- TASK DESCRIPTION -
When a line contains the string "warning", it counts once; give the total of such lines in the entries below and nothing else.

- SOURCE RECORDS -
□ □ □ □

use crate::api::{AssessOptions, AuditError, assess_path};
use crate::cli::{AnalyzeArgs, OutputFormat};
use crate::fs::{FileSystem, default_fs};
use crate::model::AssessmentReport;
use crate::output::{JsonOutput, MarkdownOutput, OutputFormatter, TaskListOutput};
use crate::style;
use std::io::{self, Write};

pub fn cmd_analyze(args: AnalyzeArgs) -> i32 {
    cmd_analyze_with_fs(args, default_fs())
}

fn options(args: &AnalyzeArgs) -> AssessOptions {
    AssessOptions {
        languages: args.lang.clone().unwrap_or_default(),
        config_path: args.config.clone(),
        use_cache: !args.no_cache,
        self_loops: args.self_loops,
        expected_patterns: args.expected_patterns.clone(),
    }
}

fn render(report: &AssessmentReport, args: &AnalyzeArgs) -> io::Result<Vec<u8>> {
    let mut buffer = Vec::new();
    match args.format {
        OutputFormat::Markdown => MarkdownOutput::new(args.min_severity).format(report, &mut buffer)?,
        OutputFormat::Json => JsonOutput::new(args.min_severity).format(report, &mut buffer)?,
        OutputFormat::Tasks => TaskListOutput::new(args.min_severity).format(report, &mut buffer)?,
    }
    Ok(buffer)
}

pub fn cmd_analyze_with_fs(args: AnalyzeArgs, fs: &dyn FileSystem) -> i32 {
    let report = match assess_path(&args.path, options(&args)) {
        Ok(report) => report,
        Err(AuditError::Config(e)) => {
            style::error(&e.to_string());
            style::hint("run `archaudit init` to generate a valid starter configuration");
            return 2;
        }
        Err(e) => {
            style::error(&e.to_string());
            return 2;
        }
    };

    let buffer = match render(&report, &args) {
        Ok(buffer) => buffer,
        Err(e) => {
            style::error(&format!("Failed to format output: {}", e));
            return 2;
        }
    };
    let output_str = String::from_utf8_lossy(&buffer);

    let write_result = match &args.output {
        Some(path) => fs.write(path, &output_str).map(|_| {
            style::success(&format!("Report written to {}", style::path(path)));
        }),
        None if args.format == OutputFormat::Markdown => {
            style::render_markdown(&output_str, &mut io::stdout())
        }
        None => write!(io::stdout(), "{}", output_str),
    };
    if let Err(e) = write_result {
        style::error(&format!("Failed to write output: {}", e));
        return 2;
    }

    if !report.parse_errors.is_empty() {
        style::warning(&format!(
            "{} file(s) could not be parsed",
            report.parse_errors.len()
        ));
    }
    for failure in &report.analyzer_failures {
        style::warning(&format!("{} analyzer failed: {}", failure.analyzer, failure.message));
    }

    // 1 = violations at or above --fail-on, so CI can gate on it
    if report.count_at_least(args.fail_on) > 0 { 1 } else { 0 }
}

□ □ □ □

- ANSWER TO THE PROBLEM -
2